1. 📖 Data Reading Strategies (`scanModes`)

Job Class	Purpose	Fluss API	Use Case
`FlussFullModeTest`	Read snapshot + changelogs	`OffsetsInitializer.full()`	Initial load + real-time
`FlussLatestModeTest`	Read new changes only	`OffsetsInitializer.latest()`	Real-time processing
`FlussEarliestModeTest`	Read all historical changes	`OffsetsInitializer.earliest()`	Data replay/recovery

Example Output Differences:

Full Mode: Shows all existing data first, then new changes
Latest Mode: Shows only changes after job starts
Earliest Mode: Shows historical changelog events in order
Timestamp Mode: Shows changes from specified timestamp

2. 🎯 Data Processing Optimizations (`projection`)

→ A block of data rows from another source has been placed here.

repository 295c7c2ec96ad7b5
//! Wall-clock abstraction so TTL checks can be driven deterministically in tests.

use std::sync::Arc;
use std::sync::atomic::{AtomicU64, Ordering};
use std::time::Duration;

pub trait Clock: Send + Sync + 'static {
    /// Milliseconds since the UNIX epoch
    fn now_ms(&self) -> u64;
}

/// Real system clock
#[derive(Debug, Clone, Copy, Default)]
pub struct SystemClock;

impl Clock for SystemClock {
    fn now_ms(&self) -> u64 {
        chrono::Utc::now().timestamp_millis().max(0) as u64
    }
}

/// Clock that only moves when told to. Clones share the same time.
#[derive(Debug, Clone, Default)]
pub struct ManualClock {
    now: Arc<AtomicU64>,
}

impl ManualClock {
    pub fn new(start_ms: u64) -> Self {
        Self {
            now: Arc::new(AtomicU64::new(start_ms)),
        }
    }

    pub fn advance(&self, by: Duration) {
        self.now.fetch_add(by.as_millis() as u64, Ordering::SeqCst);
    }
}

impl Clock for ManualClock {
    fn now_ms(&self) -> u64 {
        self.now.load(Ordering::SeqCst)
    }
}
use crate::planes::data::api_cache::ApiCache;
use std::sync::Arc;
use std::time::Duration;
use tokio::task::JoinHandle;
use tokio::time::{Instant, MissedTickBehavior, interval_at};
use tokio_util::sync::CancellationToken;
use tracing::{debug, info};

/// Run `cleanup()` every `every` until `shutdown` is cancelled.
/// The first sweep happens one full interval after spawning.
pub fn spawn_sweeper(
    cache: Arc<ApiCache>,
    every: Duration,
    shutdown: CancellationToken,
) -> JoinHandle<()> {
    tokio::spawn(async move {
        let mut ticker = interval_at(Instant::now() + every, every);
        ticker.set_missed_tick_behavior(MissedTickBehavior::Delay);
        info!("Cache sweeper running every {:?}", every);

        loop {
            tokio::select! {
                _ = shutdown.cancelled() => break,
                _ = ticker.tick() => {
                    let removed = cache.cleanup().await;
                    debug!("Cache sweep removed {} expired entries", removed);
                }
            }
        }

        info!("Cache sweeper stopped");
    })
}
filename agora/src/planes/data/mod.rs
pub mod api_cache;
pub mod batch;
pub mod status;

pub use api_cache::ApiCache;
pub use batch::BatchResolver;
pub use status::StatusService;
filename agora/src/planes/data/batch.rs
use crate::planes::data::api_cache::ApiCache;
use futures::StreamExt;
use futures::future::join_all;
use futures::stream;
use serde::Serialize;
use serde::de::DeserializeOwned;
use shared::TtlMs;
use shared::config::CacheSettings;
use std::collections::{BTreeSet, HashMap};
use std::fmt::Display;
use std::future::Future;
use std::sync::Arc;
use storage_engine::CacheParams;
use tracing::{debug, warn};

/// Turns N single-entity status lookups into one cached, concurrent,
/// fault-tolerant call.
#[derive(Clone, Debug)]
pub struct BatchResolver {
    cache: Arc<ApiCache>,
    max_in_flight: Option<usize>,
}

impl BatchResolver {
    pub fn new(cache: Arc<ApiCache>) -> Self {
        Self {
            cache,
            max_in_flight: None,
        }
    }

    /// Resolver honouring the configured in-flight limit
    pub fn from_settings(cache: Arc<ApiCache>, settings: &CacheSettings) -> Self {
        Self::new(cache).with_max_in_flight(settings.batch_max_in_flight)
    }

    /// Cap the number of lookups running at once within a single batch
    pub fn with_max_in_flight(mut self, limit: Option<usize>) -> Self {
        self.max_in_flight = limit.filter(|n| *n > 0);
        self
    }

    pub fn cache(&self) -> &Arc<ApiCache> {
        &self.cache
    }

    /// Resolve a status for every id in `ids`.
    ///
    /// The result has exactly one entry per distinct id. An id whose lookup
    /// fails is logged and mapped to `V::default()`; the batch itself never
    /// fails. The full map, defaults included, is cached under a key built
    /// from the sorted distinct ids, so the same id set in any order is
    /// served from one entry.
    pub async fn resolve_batch<S, V, E, F, Fut>(
        &self,
        ids: &[S],
        fetch_one: F,
        prefix: &str,
        ttl: TtlMs,
    ) -> HashMap<String, V>
    where
        S: AsRef<str>,
        V: Serialize + DeserializeOwned + Default,
        E: Display,
        F: Fn(String) -> Fut,
        Fut: Future<Output = Result<V, E>>,
    {
        let unique: BTreeSet<String> = ids.iter().map(|id| id.as_ref().to_string()).collect();

        match unique.len() {
            0 => HashMap::new(),
            1 => {
                let id = unique.into_iter().next().unwrap_or_default();
                let value = self.resolve_one(&id, &fetch_one, prefix, ttl).await;
                HashMap::from([(id, value)])
            }
            _ => self.resolve_many(unique, &fetch_one, prefix, ttl).await,
        }
    }

    async fn resolve_one<V, E, F, Fut>(&self, id: &str, fetch_one: &F, prefix: &str, ttl: TtlMs) -> V
    where
        V: Serialize + DeserializeOwned + Default,
        E: Display,
        F: Fn(String) -> Fut,
        Fut: Future<Output = Result<V, E>>,
    {
        let params = CacheParams::new().with("id", id);
        match self
            .cache
            .cached(prefix, || fetch_one(id.to_string()), &params, Some(ttl))
            .await
        {
            Ok(value) => value,
            Err(e) => {
                warn!("Status lookup for '{}' under '{}' failed, using default: {}", id, prefix, e);
                V::default()
            }
        }
    }

    async fn resolve_many<V, E, F, Fut>(
        &self,
        unique: BTreeSet<String>,
        fetch_one: &F,
        prefix: &str,
        ttl: TtlMs,
    ) -> HashMap<String, V>
    where
        V: Serialize + DeserializeOwned + Default,
        E: Display,
        F: Fn(String) -> Fut,
        Fut: Future<Output = Result<V, E>>,
    {
        let params = CacheParams::new().with_list("ids", &unique);

        if let Some(hit) = self.cache.get::<HashMap<String, V>>(prefix, &params).await {
            if hit.len() == unique.len() && unique.iter().all(|id| hit.contains_key(id)) {
                return hit;
            }
            debug!("Cached batch under '{}' does not cover the requested ids, refetching", prefix);
        }

        let lookups = unique.into_iter().map(|id| {
            let lookup = fetch_one(id.clone());
            async move { (id, lookup.await) }
        });
        let outcomes: Vec<(String, Result<V, E>)> = match self.max_in_flight {
            Some(limit) => stream::iter(lookups).buffer_unordered(limit).collect().await,
            None => join_all(lookups).await,
        };

        let mut failures = 0;
        let mut results = HashMap::with_capacity(outcomes.len());
        for (id, outcome) in outcomes {
            let value = match outcome {
                Ok(value) => value,
                Err(e) => {
                    failures += 1;
                    warn!("Status lookup for '{}' under '{}' failed, using default: {}", id, prefix, e);
                    V::default()
                }
            };
            results.insert(id, value);
        }

        debug!(
            "Resolved batch of {} under '{}' ({} failed)",
            results.len(),
            prefix,
            failures
        );
        self.cache.set(prefix, &results, &params, Some(ttl)).await;
        results
    }
}
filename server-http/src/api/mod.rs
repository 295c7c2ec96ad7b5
pub mod requests;
pub mod responses;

Job Class	Purpose	Fluss API	Benefit
`FlussProjectedFieldsTest`	Column pruning	`setProjectedFields()`	Reduced I/O, memory usage

Key Feature: Only reads specified columns, others appear as null

3. 📝 Write Operations by Table Type

Log Tables (`exampleAppend`)

Job Class	Operation	Table Type	Use Case
`FlussDataStreamApp`	APPEND	Log Table	Event logging, metrics

Primary Key Tables (`exampleUpsert`)

Job Class	Operation	Table Type	Use Case
`FlussDataStreamPKApp`	UPSERT	PK Table	Business entities, dimensions

Delete Operations (`exampleDelete`)

Job Class	Operation	Scenario	Real-World Example
`FlussDeleteTest`	DELETE	General deletion	Data cleanup

4. ⚙️ Configuration & Performance (`differentClientConfigs`)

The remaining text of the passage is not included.